#### Raw data ####

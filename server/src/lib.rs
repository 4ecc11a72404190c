//! EduShare server: access grants, engagement counters and activity
//! aggregation for a school resource portal

pub mod api;
mod app;
pub mod core;
pub mod data;
pub mod domain;
pub mod utils;
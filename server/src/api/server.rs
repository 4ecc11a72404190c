//! API server initialization

use std::net::SocketAddr;

use anyhow::{Context, Result};
use tokio::net::TcpListener;

use super::middleware::AllowedOrigins;
use super::routes::{ApiServices, build_router};
use crate::core::CoreApp;

pub struct ApiServer {
    app: CoreApp,
    allowed_origins: AllowedOrigins,
}

impl ApiServer {
    pub fn new(app: CoreApp) -> Self {
        let allowed_origins = AllowedOrigins::new(&app.config.server.host, app.config.server.port);
        Self {
            app,
            allowed_origins,
        }
    }

    /// Serve until shutdown is triggered. Returns CoreApp for graceful shutdown.
    pub async fn start(self) -> Result<CoreApp> {
        let Self {
            app,
            allowed_origins,
        } = self;

        let shutdown = app.shutdown.clone();
        let host = app.config.server.host.clone();
        let port = app.config.server.port;
        let addr = SocketAddr::new(
            host.parse()
                .with_context(|| format!("Invalid server host: {}", host))?,
            port,
        );

        let services = ApiServices::new(
            app.database.clone(),
            app.config.auth.jwt_secret.as_bytes().to_vec(),
            app.storage.uploads_dir().to_path_buf(),
            app.config.access,
        );
        let router = build_router(services, &allowed_origins);

        let listener = TcpListener::bind(addr)
            .await
            .with_context(|| format!("Failed to bind {}", addr))?;
        tracing::info!(%addr, "HTTP server listening");

        axum::serve(
            listener,
            router.into_make_service_with_connect_info::<SocketAddr>(),
        )
        .with_graceful_shutdown(shutdown.wait())
        .await?;

        Ok(app)
    }
}
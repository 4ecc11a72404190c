//! PortalRepository implementation for SQLite
//!
//! Delegates to the repository functions and converts `SqliteError` into the
//! unified `DataError`.

use std::sync::Arc;

use async_trait::async_trait;

use crate::data::error::DataError;
use crate::data::traits::PortalRepository;
use crate::data::types::{
    ActivityEvent, ActivityFilter, ActivityKind, AdminActivitySummary, EngagementFact, GrantRef,
    GrantRow, Interaction, LikeToggle, ListActivityParams, ListResourcesParams, ListSchoolActivityParams,
    NewLogEntry, ResourceRow, ResourceStats, ResourceSummary, SchoolActivityFilter,
    SchoolActivityRow, UserRow,
};

use super::SqliteService;
use super::repositories::{
    activity, engagement, permission, resource, school_activity, summary, user,
};

#[async_trait]
impl PortalRepository for Arc<SqliteService> {
    // ==================== Users ====================

    async fn get_user(&self, id: i64) -> Result<Option<UserRow>, DataError> {
        user::get_user(self.pool(), id).await.map_err(Into::into)
    }

    async fn count_users_by_role(&self) -> Result<Vec<(String, i64)>, DataError> {
        user::count_by_role(self.pool()).await.map_err(Into::into)
    }

    // ==================== Resources ====================

    async fn get_resource(&self, id: i64) -> Result<Option<ResourceRow>, DataError> {
        resource::get_resource(self.pool(), id)
            .await
            .map_err(Into::into)
    }

    async fn list_resources(
        &self,
        params: &ListResourcesParams,
    ) -> Result<(Vec<ResourceSummary>, u64), DataError> {
        resource::list_resources(self.pool(), params)
            .await
            .map_err(Into::into)
    }

    async fn resource_stats(&self, id: i64) -> Result<Option<ResourceStats>, DataError> {
        resource::resource_stats(self.pool(), id)
            .await
            .map_err(Into::into)
    }

    async fn count_resources_by_status(&self) -> Result<Vec<(String, i64)>, DataError> {
        resource::count_by_status(self.pool())
            .await
            .map_err(Into::into)
    }

    // ==================== Permission grants ====================

    async fn list_grants(&self, school_id: i64) -> Result<Vec<GrantRow>, DataError> {
        permission::list_grants(self.pool(), school_id)
            .await
            .map_err(Into::into)
    }

    async fn has_grant(&self, school_id: i64, grant: GrantRef) -> Result<bool, DataError> {
        permission::has_grant(self.pool(), school_id, grant)
            .await
            .map_err(Into::into)
    }

    async fn replace_grants(
        &self,
        school_id: i64,
        grants: &[GrantRef],
        audit: &NewLogEntry,
    ) -> Result<u64, DataError> {
        permission::replace_grants(self.pool(), school_id, grants, audit)
            .await
            .map_err(Into::into)
    }

    async fn add_grants(
        &self,
        school_id: i64,
        grants: &[GrantRef],
        audit: &NewLogEntry,
    ) -> Result<u64, DataError> {
        permission::add_grants(self.pool(), school_id, grants, audit)
            .await
            .map_err(Into::into)
    }

    async fn remove_grants(
        &self,
        school_id: i64,
        grants: &[GrantRef],
        audit: &NewLogEntry,
    ) -> Result<u64, DataError> {
        permission::remove_grants(self.pool(), school_id, grants, audit)
            .await
            .map_err(Into::into)
    }

    // ==================== Engagement ====================

    async fn record_view(&self, interaction: &Interaction) -> Result<i64, DataError> {
        engagement::record_view(self.pool(), interaction)
            .await
            .map_err(Into::into)
    }

    async fn record_download(&self, interaction: &Interaction) -> Result<i64, DataError> {
        engagement::record_download(self.pool(), interaction)
            .await
            .map_err(Into::into)
    }

    async fn toggle_like(&self, resource_id: i64, user_id: i64) -> Result<LikeToggle, DataError> {
        engagement::toggle_like(self.pool(), resource_id, user_id)
            .await
            .map_err(Into::into)
    }

    async fn count_facts(&self, fact: EngagementFact) -> Result<i64, DataError> {
        summary::count_facts(self.pool(), fact)
            .await
            .map_err(Into::into)
    }

    // ==================== Activity ====================

    async fn list_activity_source(
        &self,
        kind: ActivityKind,
        params: &ListActivityParams,
        window: u64,
    ) -> Result<Vec<ActivityEvent>, DataError> {
        activity::list_source(self.pool(), kind, params, window)
            .await
            .map_err(Into::into)
    }

    async fn count_activity_source(
        &self,
        kind: ActivityKind,
        filter: &ActivityFilter,
    ) -> Result<u64, DataError> {
        activity::count_source(self.pool(), kind, filter)
            .await
            .map_err(Into::into)
    }

    async fn list_school_activity(
        &self,
        params: &ListSchoolActivityParams,
    ) -> Result<Vec<SchoolActivityRow>, DataError> {
        school_activity::list(self.pool(), params)
            .await
            .map_err(Into::into)
    }

    async fn count_school_activity(
        &self,
        filter: &SchoolActivityFilter,
    ) -> Result<u64, DataError> {
        school_activity::count(self.pool(), filter)
            .await
            .map_err(Into::into)
    }

    async fn admin_activity(&self, admin_id: i64) -> Result<AdminActivitySummary, DataError> {
        summary::admin_activity(self.pool(), admin_id)
            .await
            .map_err(Into::into)
    }
}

####

● **What to do**
All lines in the records above with "ApiServer" need to be found and copied.

● **Result for this exercise**
pub struct ApiServer {
impl ApiServer {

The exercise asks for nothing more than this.